I ask you to check on all of this yourself.  See if what I wrote above is true and up to date.  You will find it is but you should check for yourself to be certain.

As to your claims about status, those are true in your clandestine jurisdiction.  The fact that you think they should be correct in our regular and recognized organizations is why I looked at your profile and saw who you list as just jurisdiction.

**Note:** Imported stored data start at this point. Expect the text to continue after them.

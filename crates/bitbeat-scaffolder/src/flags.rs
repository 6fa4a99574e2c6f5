//! Feature flags - the input contract of the assembly engine

use crate::error::{Result, ScaffoldError};
use serde::{Deserialize, Serialize};
use std::fmt;

/// Package manager used to install the generated project
#[derive(Debug, Clone, Copy, Default, PartialEq, Eq, Hash, Serialize, Deserialize)]
#[serde(from = "String", into = "String")]
pub enum PackageManager {
    #[default]
    Npm,
    Yarn,
}

impl PackageManager {
    /// Parse a user-supplied name; anything unrecognized falls back to npm
    pub fn from_name(name: &str) -> Self {
        match name.trim().to_lowercase().as_str() {
            "yarn" => PackageManager::Yarn,
            _ => PackageManager::Npm,
        }
    }

    /// Whether `name` is one of the known package managers
    pub fn is_known(name: &str) -> bool {
        matches!(name.trim().to_lowercase().as_str(), "npm" | "yarn")
    }

    /// Name of the executable
    pub fn binary(&self) -> &'static str {
        match self {
            PackageManager::Npm => "npm",
            PackageManager::Yarn => "yarn",
        }
    }
}

impl From<String> for PackageManager {
    fn from(value: String) -> Self {
        Self::from_name(&value)
    }
}

impl From<PackageManager> for String {
    fn from(value: PackageManager) -> Self {
        value.binary().to_string()
    }
}

impl fmt::Display for PackageManager {
    fn fmt(&self, f: &mut fmt::Formatter<'_>) -> fmt::Result {
        write!(f, "{}", self.binary())
    }
}

/// Output dialect of the generated startup module
#[derive(Debug, Clone, Copy, PartialEq, Eq, Hash)]
pub enum Dialect {
    /// `import { .. } from '..'` + `export default`
    TypeScript,
    /// `const { .. } = require('..')` + `module.exports`
    JavaScript,
}

impl Dialect {
    pub fn display_name(&self) -> &'static str {
        match self {
            Dialect::TypeScript => "TypeScript",
            Dialect::JavaScript => "JavaScript",
        }
    }

    pub fn extension(&self) -> &'static str {
        match self {
            Dialect::TypeScript => "ts",
            Dialect::JavaScript => "js",
        }
    }

    /// File name of the generated startup module
    pub fn boot_file_name(&self) -> String {
        format!("boot.{}", self.extension())
    }
}

impl fmt::Display for Dialect {
    fn fmt(&self, f: &mut fmt::Formatter<'_>) -> fmt::Result {
        write!(f, "{}", self.display_name())
    }
}

/// Validated feature selection for one generation run
#[derive(Debug, Clone, Copy, Default, PartialEq, Eq, Serialize, Deserialize)]
pub struct FeatureFlags {
    pub package_manager: PackageManager,
    pub typescript: bool,
    pub web_server: bool,
    pub websocket_server: bool,
    /// Serve the websocket server on the web server's socket
    pub unify_websocket: bool,
    pub status_action: bool,
    pub documentation_action: bool,
    pub placeholder_directories: bool,
}

impl FeatureFlags {
    pub fn dialect(&self) -> Dialect {
        if self.typescript {
            Dialect::TypeScript
        } else {
            Dialect::JavaScript
        }
    }

    /// Whether the run produces a startup module
    pub fn has_server(&self) -> bool {
        self.web_server || self.websocket_server
    }

    /// Reject combinations the prompt flow can never produce
    pub fn validate(&self) -> Result<()> {
        if self.unify_websocket && !(self.web_server && self.websocket_server) {
            return Err(ScaffoldError::InvalidFeatureCombination(
                "unifying the websocket server requires both the web server and the websocket server"
                    .to_string(),
            ));
        }

        let actions: [(bool, &str); 2] = [
            (self.status_action, "status"),
            (self.documentation_action, "documentation"),
        ];
        for (enabled, action) in actions {
            if enabled && !self.web_server {
                return Err(ScaffoldError::InvalidFeatureCombination(format!(
                    "the {} action requires the web server",
                    action
                )));
            }
        }

        Ok(())
    }

    /// Names of the active optional features, for summaries
    pub fn active_features(&self) -> Vec<&'static str> {
        [
            (self.web_server, "web server"),
            (self.websocket_server, "websocket server"),
            (self.unify_websocket, "shared port"),
            (self.status_action, "status action"),
            (self.documentation_action, "documentation action"),
            (self.placeholder_directories, "placeholder directories"),
        ]
        .into_iter()
        .filter_map(|(on, name)| on.then_some(name))
        .collect()
    }
}
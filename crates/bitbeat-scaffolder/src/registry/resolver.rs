//! Live version lookups against an npm-compatible registry
//!
//! Only the dist-tags endpoint is used:
//! `GET {base}/-/package/{name}/dist-tags` -> `{ "latest": "1.2.3", ... }`

use super::{PackageSpec, VersionSource};
use crate::error::{Result, ScaffoldError};
use crate::product::ProductConfig;
use async_trait::async_trait;
use reqwest::StatusCode;
use semver::Version;
use std::collections::HashMap;
use std::time::Duration;
use url::Url;

/// Dist-tag used when none is configured
pub const DEFAULT_DIST_TAG: &str = "latest";

/// Per-request timeout; a slow registry is reported as unavailable
const REQUEST_TIMEOUT: Duration = Duration::from_secs(30);

/// Resolves package versions from a registry's dist-tags
#[derive(Debug, Clone)]
pub struct RegistryResolver {
    base: Url,
    client: reqwest::Client,
    dist_tag: String,
}

impl RegistryResolver {
    /// Create a resolver with a custom user agent
    pub fn new(base: Url, user_agent: &str) -> Self {
        Self {
            base,
            client: reqwest::Client::builder()
                .user_agent(user_agent)
                .timeout(REQUEST_TIMEOUT)
                .build()
                .unwrap_or_else(|_| reqwest::Client::new()),
            dist_tag: DEFAULT_DIST_TAG.to_string(),
        }
    }

    /// Resolver for a product
    ///
    /// The registry URL comes from `override_url`, then the product's env var,
    /// then the product default. The dist-tag is the product's.
    pub fn from_config<C: ProductConfig>(config: &C, override_url: Option<&str>) -> Result<Self> {
        let url_str = match override_url {
            Some(url) => url.to_string(),
            None => std::env::var(config.registry_url_env())
                .unwrap_or_else(|_| config.default_registry_url().to_string()),
        };
        let base = Self::parse_base(&url_str)?;
        Ok(Self::new(base, config.user_agent()).with_dist_tag(config.dist_tag()))
    }

    /// Parse and check a registry base URL
    pub fn parse_base(url_str: &str) -> Result<Url> {
        let url = Url::parse(url_str).map_err(|e| ScaffoldError::InvalidRegistryUrl {
            url: url_str.to_string(),
            reason: e.to_string(),
        })?;
        if url.cannot_be_a_base() {
            return Err(ScaffoldError::InvalidRegistryUrl {
                url: url_str.to_string(),
                reason: "URL cannot have path segments".to_string(),
            });
        }
        Ok(url)
    }

    /// Use a dist-tag other than `latest`
    pub fn with_dist_tag(mut self, tag: impl Into<String>) -> Self {
        self.dist_tag = tag.into();
        self
    }

    pub fn base_url(&self) -> &Url {
        &self.base
    }

    pub fn dist_tag(&self) -> &str {
        &self.dist_tag
    }

    /// Build the dist-tags URL; scoped names become one encoded segment
    fn dist_tags_url(base: &Url, package: &str) -> Result<Url> {
        let mut url = base.clone();
        url.path_segments_mut()
            .map_err(|_| ScaffoldError::InvalidRegistryUrl {
                url: base.to_string(),
                reason: "URL cannot have path segments".to_string(),
            })?
            .pop_if_empty()
            .extend(["-", "package", package, "dist-tags"]);
        Ok(url)
    }

    /// Look up the version published under `dist_tag`
    pub async fn resolve_version(&self, package: &str, dist_tag: &str) -> Result<String> {
        let url = Self::dist_tags_url(&self.base, package)?;
        tracing::debug!(%url, package, dist_tag, "querying registry");

        let response = self.client.get(url.clone()).send().await.map_err(|e| {
            ScaffoldError::RegistryUnavailable {
                package: package.to_string(),
                reason: e.to_string(),
            }
        })?;

        let status = response.status();
        if status == StatusCode::NOT_FOUND {
            return Err(ScaffoldError::PackageNotFound {
                package: package.to_string(),
                tag: dist_tag.to_string(),
            });
        }
        if !status.is_success() {
            return Err(ScaffoldError::RegistryUnavailable {
                package: package.to_string(),
                reason: format!("HTTP {} from {}", status, url),
            });
        }

        let tags: HashMap<String, String> =
            response
                .json()
                .await
                .map_err(|e| ScaffoldError::RegistryUnavailable {
                    package: package.to_string(),
                    reason: format!("unreadable dist-tags response: {}", e),
                })?;

        tags.get(dist_tag)
            .cloned()
            .ok_or_else(|| ScaffoldError::PackageNotFound {
                package: package.to_string(),
                tag: dist_tag.to_string(),
            })
    }
}

/// Turn a published version into a manifest constraint
///
/// Valid semver gets a caret range; anything else is kept verbatim.
pub fn caret_constraint(package: &str, version: &str) -> String {
    let cleaned = version.trim();
    match Version::parse(cleaned) {
        Ok(v) => format!("^{}", v),
        Err(e) => {
            tracing::warn!(package, version, error = %e, "registry returned a non-semver version");
            cleaned.to_string()
        }
    }
}

#[async_trait]
impl VersionSource for RegistryResolver {
    async fn resolve(&self, package: &PackageSpec) -> Result<String> {
        let version = self.resolve_version(package.name, &self.dist_tag).await?;
        Ok(caret_constraint(package.name, &version))
    }
}
//! Package version lookup
//!
//! This module provides:
//! - The `VersionSource` capability the dependency builder resolves through
//! - `RegistryResolver`: live lookups against an npm-compatible registry
//! - `PinnedVersions`: fixed constraints, no network

pub mod resolver;

use crate::error::Result;
use async_trait::async_trait;

pub use resolver::{RegistryResolver, DEFAULT_DIST_TAG};

/// A package the generated project depends on
#[derive(Debug, Clone, Copy, PartialEq, Eq)]
pub struct PackageSpec {
    pub name: &'static str,
    /// Constraint used when no live lookup is performed
    pub pinned: &'static str,
}

impl PackageSpec {
    pub const fn new(name: &'static str, pinned: &'static str) -> Self {
        Self { name, pinned }
    }
}

/// Where version constraints come from
///
/// Implementations must be safe to call concurrently for distinct packages.
#[async_trait]
pub trait VersionSource: Send + Sync {
    /// Version constraint to write into the manifest for `package`
    async fn resolve(&self, package: &PackageSpec) -> Result<String>;
}

/// Returns the built-in constraint for every package
#[derive(Debug, Clone, Copy, Default)]
pub struct PinnedVersions;

#[async_trait]
impl VersionSource for PinnedVersions {
    async fn resolve(&self, package: &PackageSpec) -> Result<String> {
        Ok(package.pinned.to_string())
    }
}

#[cfg(test)]
mod tests {
    use super::*;

    #[tokio::test]
    async fn test_pinned_versions_return_literal() {
        let spec = PackageSpec::new("@bitbeat/core", "^0.0.1");
        let version = PinnedVersions.resolve(&spec).await.unwrap();
        assert_eq!(version, "^0.0.1");
    }
}
//! Project planning - everything a run produces, before any file is written

use crate::engine::{
    build_dependencies, build_graph, compose_manifest, render, PackageManifest, ProjectMetadata,
};
use crate::error::Result;
use crate::flags::FeatureFlags;
use crate::registry::VersionSource;

/// Empty directories offered by the placeholder option
pub const PLACEHOLDER_DIRECTORIES: &[&str] = &[
    "actions",
    "config",
    "connections",
    "initializers",
    "middlewares",
    "servers",
    "tasks",
    "public",
    "log",
    "utils",
];

/// A config file shipped with the scaffolder
#[derive(Debug, Clone, Copy, PartialEq, Eq)]
pub struct StaticFile {
    pub path: &'static str,
    pub contents: &'static str,
}

/// Config files for the TypeScript dialect
pub const TYPESCRIPT_FILES: &[StaticFile] = &[
    StaticFile {
        path: ".eslintrc.js",
        contents: include_str!("../../templates/typescript/.eslintrc.js"),
    },
    StaticFile {
        path: "tsconfig.json",
        contents: include_str!("../../templates/typescript/tsconfig.json"),
    },
];

/// The rendered startup module
#[derive(Debug, Clone, PartialEq, Eq)]
pub struct GeneratedModule {
    pub file_name: String,
    pub contents: String,
}

/// Complete, in-memory result of one generation run
#[derive(Debug, Clone)]
pub struct ProjectPlan {
    pub flags: FeatureFlags,
    pub manifest: PackageManifest,
    /// Absent when no server feature is selected
    pub boot: Option<GeneratedModule>,
    pub static_files: Vec<StaticFile>,
    pub placeholder_dirs: Vec<&'static str>,
}

impl ProjectPlan {
    /// Relative paths of every file the plan writes
    pub fn file_names(&self) -> Vec<String> {
        let mut names = vec!["package.json".to_string()];
        names.extend(self.static_files.iter().map(|f| f.path.to_string()));
        names.extend(self.boot.iter().map(|b| b.file_name.clone()));
        names
    }
}

/// Resolve, assemble and render a project for `flags`
///
/// Fails before producing anything if the flags are inconsistent or any
/// dependency cannot be resolved.
pub async fn plan_project<S>(
    meta: &ProjectMetadata,
    flags: &FeatureFlags,
    source: &S,
) -> Result<ProjectPlan>
where
    S: VersionSource + ?Sized,
{
    // graph first: it is cheap and rejects bad flags before any network call
    let graph = build_graph(flags)?;
    let deps = build_dependencies(flags, source).await?;

    let dialect = flags.dialect();
    let manifest = compose_manifest(meta, &deps, dialect);

    let boot = flags.has_server().then(|| GeneratedModule {
        file_name: dialect.boot_file_name(),
        contents: render(&graph, dialect),
    });

    let static_files = if flags.typescript {
        TYPESCRIPT_FILES.to_vec()
    } else {
        Vec::new()
    };

    let placeholder_dirs = if flags.placeholder_directories {
        PLACEHOLDER_DIRECTORIES.to_vec()
    } else {
        Vec::new()
    };

    tracing::debug!(
        dependencies = deps.len(),
        boot = boot.is_some(),
        static_files = static_files.len(),
        "planned project"
    );

    Ok(ProjectPlan {
        flags: *flags,
        manifest,
        boot,
        static_files,
        placeholder_dirs,
    })
}
//! Error taxonomy for the assembly engine
//!
//! The orchestration layers (TUI, binaries) wrap these in `anyhow` with extra
//! context; the engine itself only ever returns `ScaffoldError`.

use std::path::PathBuf;
use thiserror::Error;

/// Errors produced while resolving, assembling and writing a project
#[derive(Debug, Error)]
pub enum ScaffoldError {
    /// The registry could not be reached (DNS, connect, TLS, body read)
    #[error("registry unavailable while resolving '{package}': {reason}")]
    RegistryUnavailable { package: String, reason: String },

    /// The registry answered, but the package or dist-tag does not exist
    #[error("package '{package}' has no '{tag}' version in the registry")]
    PackageNotFound { package: String, tag: String },

    /// One lookup in a batch failed; the whole batch is discarded
    #[error("failed to resolve dependency '{package}'")]
    DependencyResolutionFailed {
        package: String,
        #[source]
        source: Box<ScaffoldError>,
    },

    /// Two feature contributions declared the same package
    #[error("dependency '{package}' was declared twice")]
    DependencyCollision { package: String },

    /// Flags that can never come out of the prompt flow
    #[error("invalid feature combination: {0}")]
    InvalidFeatureCombination(String),

    /// A directory entry already exists; callers treat this as a skip
    #[error("'{}' already exists", path.display())]
    FileSystemConflict { path: PathBuf },

    #[error("invalid registry URL '{url}': {reason}")]
    InvalidRegistryUrl { url: String, reason: String },

    #[error("I/O error at '{}': {source}", path.display())]
    Io {
        path: PathBuf,
        #[source]
        source: std::io::Error,
    },

    #[error("failed to serialize manifest: {0}")]
    Serialize(#[from] serde_json::Error),

    #[error("invalid JSON in '{}': {source}", path.display())]
    Json {
        path: PathBuf,
        #[source]
        source: serde_json::Error,
    },
}

impl ScaffoldError {
    pub(crate) fn io(path: impl Into<PathBuf>, source: std::io::Error) -> Self {
        Self::Io {
            path: path.into(),
            source,
        }
    }

    /// Name of the package that caused a resolution failure, if any
    pub fn failing_package(&self) -> Option<&str> {
        match self {
            Self::RegistryUnavailable { package, .. }
            | Self::PackageNotFound { package, .. }
            | Self::DependencyResolutionFailed { package, .. }
            | Self::DependencyCollision { package } => Some(package),
            _ => None,
        }
    }
}

pub type Result<T, E = ScaffoldError> = std::result::Result<T, E>;
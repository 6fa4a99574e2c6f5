//! Deterministic source formatting for the generated startup module
//!
//! Indentation is recomputed from bracket nesting alone, so the input's own
//! indentation never leaks through and formatting twice is a no-op.

const INDENT: &str = "  ";

fn is_opener(c: char) -> bool {
    matches!(c, '(' | '[' | '{')
}

fn is_closer(c: char) -> bool {
    matches!(c, ')' | ']' | '}')
}

/// Collapse whitespace outside literals/comments and collect bracket chars
fn scan_line(line: &str) -> (String, Vec<char>) {
    let mut normalized = String::with_capacity(line.len());
    let mut brackets = Vec::new();
    let mut quote: Option<char> = None;
    let mut escaped = false;
    let mut last_was_space = false;
    let mut chars = line.chars().peekable();

    while let Some(c) = chars.next() {
        if let Some(q) = quote {
            normalized.push(c);
            if escaped {
                escaped = false;
            } else if c == '\\' {
                escaped = true;
            } else if c == q {
                quote = None;
            }
            continue;
        }

        match c {
            '\'' | '"' | '`' => {
                quote = Some(c);
                normalized.push(c);
                last_was_space = false;
            }
            '/' if chars.peek() == Some(&'/') => {
                // line comment: keep verbatim, no more brackets on this line
                normalized.push(c);
                normalized.extend(chars.by_ref());
                break;
            }
            c if c.is_whitespace() => {
                if !last_was_space {
                    normalized.push(' ');
                    last_was_space = true;
                }
            }
            c => {
                if is_opener(c) || is_closer(c) {
                    brackets.push(c);
                }
                normalized.push(c);
                last_was_space = false;
            }
        }
    }

    (normalized.trim_end().to_string(), brackets)
}

fn close_level(levels: &mut Vec<usize>) {
    if let Some(count) = levels.last_mut() {
        *count -= 1;
        if *count == 0 {
            levels.pop();
        }
    }
}

/// Reindent and normalize spacing of JS/TS source
///
/// - two spaces per nesting level; brackets opened on one line add one level
/// - runs of whitespace outside literals become a single space
/// - consecutive blank lines collapse, leading/trailing blanks are dropped
/// - output ends with exactly one newline
pub fn format_source(source: &str) -> String {
    let mut lines: Vec<String> = Vec::new();
    // open bracket count per indentation level
    let mut levels: Vec<usize> = Vec::new();
    let mut pending_blank = false;

    for raw in source.lines() {
        let (line, brackets) = scan_line(raw.trim());
        if line.is_empty() {
            pending_blank = !lines.is_empty();
            continue;
        }

        let leading = line
            .chars()
            .take_while(|c| is_closer(*c) || *c == ' ')
            .filter(|c| is_closer(*c))
            .count();

        for _ in 0..leading {
            close_level(&mut levels);
        }
        let indent = levels.len();

        for &c in &brackets[leading..] {
            if !is_opener(c) {
                close_level(&mut levels);
            } else if levels.len() > indent {
                // already opened a level on this line
                if let Some(count) = levels.last_mut() {
                    *count += 1;
                }
            } else {
                levels.push(1);
            }
        }

        if pending_blank {
            lines.push(String::new());
            pending_blank = false;
        }
        lines.push(format!("{}{}", INDENT.repeat(indent), line));
    }

    let mut out = lines.join("\n");
    out.push('\n');
    out
}

#[cfg(test)]
mod tests {
    use super::*;
    use pretty_assertions::assert_eq;

    #[test]
    fn test_reindents_by_nesting() {
        let input = "module.exports = async () => {\nawait run(\nnew Set([\n{\ninstance: A,\n},\n]),\n);\n};";
        let expected = "module.exports = async () => {\n  await run(\n    new Set([\n      {\n        instance: A,\n      },\n    ]),\n  );\n};\n";
        assert_eq!(format_source(input), expected);
    }

    #[test]
    fn test_collapses_spacing_outside_literals() {
        let input = "const {  registerBulk }  =   require('@bitbeat/core');\nthrow  new Error('a   b');";
        let expected =
            "const { registerBulk } = require('@bitbeat/core');\nthrow new Error('a   b');\n";
        assert_eq!(format_source(input), expected);
    }

    #[test]
    fn test_brackets_in_strings_and_comments_ignored() {
        let input = "if (x) {\n// closes } here ( not really\nlog('}{)(');\n}";
        let expected = "if (x) {\n  // closes } here ( not really\n  log('}{)(');\n}\n";
        assert_eq!(format_source(input), expected);
    }

    #[test]
    fn test_blank_lines_collapse_and_trim() {
        let input = "\n\n\na();\n\n\n\nb();\n\n";
        assert_eq!(format_source(input), "a();\n\nb();\n");
    }

    #[test]
    fn test_same_line_open_and_close() {
        let input = "x.hook = () => {\ny(a).z({\nk: 1,\n});\n};";
        let expected = "x.hook = () => {\n  y(a).z({\n    k: 1,\n  });\n};\n";
        assert_eq!(format_source(input), expected);
    }

    #[test]
    fn test_formatting_is_idempotent() {
        let inputs = [
            "  a(  {\n\tb:   [1,\n2],\n     }  )\n\n\n",
            "export default async () => {\nconst s = `x  y`;\n}",
            "})\n}\n{",
            "",
        ];
        for input in inputs {
            let once = format_source(input);
            assert_eq!(format_source(&once), once);
        }
    }
}
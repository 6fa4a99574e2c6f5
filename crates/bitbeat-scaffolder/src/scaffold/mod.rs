//! Project planning and writing
//!
//! This module provides:
//! - `plan_project`: runs the engine and returns a complete `ProjectPlan`
//! - `write_project`: materializes a plan on disk and reports what it did
//!
//! Planning always completes before writing starts, so a failed lookup never
//! leaves a half-written manifest behind.

pub mod plan;
pub mod writer;

use crate::engine::ProjectMetadata;
use crate::error::Result;
use crate::flags::FeatureFlags;
use crate::registry::VersionSource;
use std::path::Path;

pub use plan::{plan_project, GeneratedModule, ProjectPlan, StaticFile, PLACEHOLDER_DIRECTORIES};
pub use writer::{write_project, WriteReport, MANIFEST_FILE};

/// Plan and write a project in one go
pub async fn generate_project<S>(
    meta: &ProjectMetadata,
    flags: &FeatureFlags,
    source: &S,
    target_dir: &Path,
) -> Result<(ProjectPlan, WriteReport)>
where
    S: VersionSource + ?Sized,
{
    let plan = plan_project(meta, flags, source).await?;
    let report = write_project(&plan, target_dir).await?;
    Ok((plan, report))
}
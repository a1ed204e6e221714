use criterion::{criterion_group, criterion_main, Criterion};
use std::hint::black_box;

use emberc::lexer::Lexer;

fn synthetic_module(functions: usize) -> String {
    let mut source = String::new();
    for i in 0..functions {
        source.push_str(&format!(
            "fn work_{i}(mut acc: i32) -> i32 {{\n\
                 for i in 0..100 {{\n\
                     acc = acc + match i {{ 0 => 10, 1 => 20, _ => i * 2 }};\n\
                 }}\n\
                 while acc > 1_000 {{ acc = acc - 0x10; }}\n\
                 return acc;\n\
             }}\n"
        ));
    }
    source
}

fn lex_all(input: &str) -> usize {
    let mut lexer = Lexer::new(input);
    lexer.tokenize_all().len()
}

fn criterion_benchmark(c: &mut Criterion) {
    let input = synthetic_module(200);
    c.bench_function("tokenize_all", |b| {
        b.iter(|| lex_all(black_box(&input)))
    });
}

criterion_group!(benches, criterion_benchmark);
criterion_main!(benches);
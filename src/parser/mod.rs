pub mod ast;
mod expr;

use crate::diagnostics::{self, Diagnostic};
use crate::lexer::token::{LiteralValue, SourceLocation, Token, TokenKind};
use ast::{
    EnumVariant, Function, GenericParam, Item, ItemKind, Literal, Module, Param, Pattern,
    PatternKind, Stmt, StructField, Type, TypeKind, Visibility,
};

/// A single parse failure; recorded and recovered from at item boundaries.
#[derive(Debug, Clone, PartialEq)]
pub struct ParseError {
    pub message: String,
    pub location: SourceLocation,
}

impl From<ParseError> for Diagnostic {
    fn from(err: ParseError) -> Self {
        Diagnostic::error(err.message, err.location)
    }
}

pub(crate) type ParseResult<T> = Result<T, ParseError>;

pub struct Parser {
    tokens: Vec<Token>,
    current: usize,
    diagnostics: Vec<Diagnostic>,
}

Please check on this yourself then apply for healing.  Come join us in our assemblies and be a true brother.


----------



## tldubb

dfreybur said:


> Step brother Reuben,
> 
> Your profile lists your grand lodge and lodge as -
> 
> Hiram Abiff Grand Lodge A.F&A.M., Scottish Temple Lodge #15
> 
> You don't list which state but that isn't going to matter in this case to figure out if your jurisdiction is regular.  Having "Hiram Abiff" in the jurisdiction's name makes that clear.  Let's take a few paths.
> 
> http://www.ugle.org.uk/about/foreign-grand-lodges Look in the NORTH AMERICA tab.  None of the regular and recognized jurisdictions have "Hiram Abiff" in their name.  As the United Grand Lodge of England is one of the three senior jurisdictions in the world nearly all jurisdictions follow their lead.  Feel free to look for recognition by the GLs of Scotland or Ireland for the other senior jurisdictions.
> 
> http://www.conferenceofgrandmasterspha.org/gjlinks.asp The next step is to look up those PHA jurisdictions which have well established lineages and are thus regular.  Those listed will eventually have recognition.  Those not listed will never have recognition and are not regular.  None in the list include "Hiram Abiff" in their names.
> 
> http://thephylaxis.org/bogus/bogusgrandlodges.php The next step would require what state you're in.  Your jurisdiction will likely already appear in the list of known clandestine ones.  If it's not you should report your own jurisdiction to the commission for inclusion.  Generally clandestine jurisdictions are founded by someone without a valid lineage forming a corporation in a state.  Every regular jurisdiction does form a corporation in its state but they will all also keep records of which lodges they were formed from and which regular jurisdictions those lodges came from.  Every regular jurisdiction also tracks which other jurisdictions granted recognition soon after they were formed.
> 
> http://bessel.org/masrec/phamap.htm This is a map of which states have regular PHA jurisdictions that still don't have recognition but that eventually will.  Unfortunately this map is no longer being maintained.  You can't tell your jurisdiction from this list - It only shows what states are both regular and recognized versus what states have PHA jurisdictions that are regular but not yet recognized.
> 
> I could look up your state in either of the first two lists and use the lodge locator to find your lodge.  It will not appear.
> 
> Sorry, step-brother Reuben, but claiming that you are recognized does not mean you are.  It only takes knowing what to look for and a few searches to establish what jurisdictions and what lodges are regular and/or recognized.  It's very easy to check now.  Do all the digging you like to confirm or deny that the first three organizations I reference above have the authority to report regularity and that the fourth link I reference above is current as of today.
> 
> If you truly believe you are a regular Mason, you were duped when you petition.  Probably most of the members of your lodge were duped the same way.  Again I urge you to locate the nearest regular and recognized lodge.  Please introduce yourself, explain your situation and apply for healing.
> 
> I ask you to check on all of this yourself.  See if what I wrote above is true and up to date.  You will find it is but you should check for yourself to be certain.
> 
> As to your claims about status, those are true in your clandestine jurisdiction.  The fact that you think they should be correct in our regular and recognized organizations is why I looked at your profile and saw who you list as just jurisdiction.
> 
> Please check on this yourself then apply for healing.  Come join us in our assemblies and be a true brother.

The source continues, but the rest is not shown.